Massoudi Amir, Sowmya Arcot, Mele Katarina, Semenovich Dimitri
Department of Computer Science and Engineering, University of New South Wales, Sydney, New South Wales 2052, Australia.
Annu Int Conf IEEE Eng Med Biol Soc. 2011;2011:5985-8. doi: 10.1109/IEMBS.2011.6091479.

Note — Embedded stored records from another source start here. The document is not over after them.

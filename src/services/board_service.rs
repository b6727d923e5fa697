use std::time::SystemTime;

use uuid::Uuid;

use crate::{
    board::{build_board, generate_seed, seeded_shuffle},
    dao::models::BoardEntity,
    dto::{
        board::{BoardDetail, BoardSummary, CreateBoardRequest, FreshBoardResponse},
        validation::validate_seed,
    },
    error::ServiceError,
    state::SharedState,
};

/// Derive an ephemeral board from the current item list.
///
/// When the caller supplies no seed one is generated; either way the seed
/// ends up in the response so the board can be rebuilt later.
pub async fn fresh_board(
    state: &SharedState,
    seed: Option<String>,
) -> Result<FreshBoardResponse, ServiceError> {
    let seed = resolve_seed(seed)?;
    let items = current_item_texts(state).await?;
    let board = build_board(&seeded_shuffle(&items, &seed));
    Ok(FreshBoardResponse { seed, board })
}

/// Create and persist a named board definition, returning it with its grid.
pub async fn create_board(
    state: &SharedState,
    request: CreateBoardRequest,
) -> Result<BoardDetail, ServiceError> {
    let seed = resolve_seed(request.seed)?;
    let entity = BoardEntity {
        id: Uuid::new_v4(),
        name: request.name,
        seed,
        created_at: SystemTime::now(),
    };

    let store = state.require_store().await?;
    store.save_board(entity.clone()).await?;

    derive_detail(state, entity).await
}

/// Load a persisted board and derive its grid from the current item list.
pub async fn get_board(state: &SharedState, id: Uuid) -> Result<BoardDetail, ServiceError> {
    let store = state.require_store().await?;
    let Some(entity) = store.find_board(id).await? else {
        return Err(ServiceError::NotFound(format!("board `{id}` not found")));
    };

    derive_detail(state, entity).await
}

/// List every persisted board definition, without grids.
pub async fn list_boards(state: &SharedState) -> Result<Vec<BoardSummary>, ServiceError> {
    let store = state.require_store().await?;
    let boards = store.list_boards().await?;
    Ok(boards.into_iter().map(Into::into).collect())
}

async fn derive_detail(
    state: &SharedState,
    entity: BoardEntity,
) -> Result<BoardDetail, ServiceError> {
    let items = current_item_texts(state).await?;
    let board = build_board(&seeded_shuffle(&items, &entity.seed));
    Ok(BoardDetail {
        summary: entity.into(),
        board,
    })
}

/// Item texts used for board derivation, in stored order.
///
/// A store with no items yet falls back to the configured default list, so a
/// fresh deployment still serves a playable board.
async fn current_item_texts(state: &SharedState) -> Result<Vec<String>, ServiceError> {
    let store = state.require_store().await?;
    let items = store.list_items().await?;
    if items.is_empty() {
        return Ok(state.config().items().to_vec());
    }
    Ok(items.into_iter().map(|item| item.text).collect())
}

fn resolve_seed(seed: Option<String>) -> Result<String, ServiceError> {
    match seed {
        Some(seed) => {
            validate_seed(&seed)
                .map_err(|err| ServiceError::InvalidInput(format!("invalid seed: {err}")))?;
            Ok(seed)
        }
        None => Ok(generate_seed()),
    }
}

#[cfg(test)]
mod tests {
    use super::*;
    use crate::{config::AppConfig, dao::board_store::memory::MemoryStore, state::AppState};
    use std::sync::Arc;

    async fn state_with_items(labels: &[&str]) -> SharedState {
        let state = AppState::new(AppConfig::default());
        state
            .install_store(Arc::new(MemoryStore::with_items(labels)))
            .await;
        state
    }

    #[tokio::test]
    async fn fresh_board_surfaces_a_generated_seed() {
        let state = state_with_items(&["a", "b", "c"]).await;
        let response = fresh_board(&state, None).await.unwrap();
        assert!(!response.seed.is_empty());
        assert_eq!(response.board.cell(2, 2).unwrap().text, "Free");
    }

    #[tokio::test]
    async fn fresh_board_is_reproducible_from_its_seed() {
        let labels: Vec<String> = (0..24)
            .map(|i| char::from(b'a' + i as u8).to_string())
            .collect();
        let refs: Vec<&str> = labels.iter().map(String::as_str).collect();
        let state = state_with_items(&refs).await;
        let first = fresh_board(&state, Some("seed1".into())).await.unwrap();
        let second = fresh_board(&state, Some("seed1".into())).await.unwrap();
        assert_eq!(first.seed, "seed1");
        assert_eq!(first.board, second.board);

        let other = fresh_board(&state, Some("seed2".into())).await.unwrap();
        assert_ne!(first.board, other.board);
    }

    #[tokio::test]
    async fn malformed_seed_is_rejected() {
        let state = state_with_items(&["a"]).await;
        let err = fresh_board(&state, Some("not a seed!".into()))
            .await
            .unwrap_err();
        assert!(matches!(err, ServiceError::InvalidInput(_)));
    }

    #[tokio::test]
    async fn empty_store_falls_back_to_configured_items() {
        let state = AppState::new(AppConfig::default());
        state.install_store(Arc::new(MemoryStore::new())).await;

        let response = fresh_board(&state, Some("seed1".into())).await.unwrap();
        let texts: Vec<&str> = response
            .board
            .cells()
            .map(|cell| cell.text.as_str())
            .collect();
        // Default list has exactly 24 labels, so no placeholder leaks through.
        assert!(!texts.iter().any(|text| text.starts_with("Square ")));
    }

    #[tokio::test]
    async fn boards_round_trip_through_the_store() {
        let state = state_with_items(&["a", "b"]).await;
        let created = create_board(
            &state,
            CreateBoardRequest {
                name: "game night".into(),
                seed: Some("seed1".into()),
            },
        )
        .await
        .unwrap();

        let fetched = get_board(&state, created.summary.id).await.unwrap();
        assert_eq!(fetched.summary.seed, "seed1");
        assert_eq!(fetched.board, created.board);

        let listed = list_boards(&state).await.unwrap();
        assert_eq!(listed.len(), 1);
        assert_eq!(listed[0].name, "game night");
    }

    #[tokio::test]
    async fn unknown_board_is_not_found() {
        let state = state_with_items(&[]).await;
        let err = get_board(&state, Uuid::new_v4()).await.unwrap_err();
        assert!(matches!(err, ServiceError::NotFound(_)));
    }

    #[tokio::test]
    async fn degraded_state_refuses_board_requests() {
        let state = AppState::new(AppConfig::default());
        let err = fresh_board(&state, None).await.unwrap_err();
        assert!(matches!(err, ServiceError::Degraded));
    }
}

Cell segmentation is a crucial step in many bio-medical image analysis applications and it can be considered as an important part of a tracking system. Segmentation in phase-contrast images is a challenging task since in this imaging technique, the background intensity is approximately similar to the cell pixel intensity. In this paper we propose an interactive automatic pixel level segmentation algorithm, that uses temporal information to improve the segmentation result. This algorithm is based on the max-flow/min-cut algorithm and can be solved in polynomial time. This method is not restricted to any specific cell shape and segments cells of various shapes and sizes. The results of the proposed algorithm show that using the temporal information does improve segmentation considerably.
细胞分割是许多生物医学图像分析应用中的关键步骤,并且可以被视为跟踪系统的重要组成部分。相衬图像中的分割是一项具有挑战性的任务,因为在这种成像技术中,背景强度与细胞像素强度大致相似。在本文中,我们提出了一种交互式自动像素级分割算法,该算法利用时间信息来改善分割结果。该算法基于最大流/最小割算法,并且可以在多项式时间内求解。此方法不限于任何特定的细胞形状,能够分割各种形状和大小的细胞。所提算法的结果表明,使用时间信息确实能显著改善分割效果。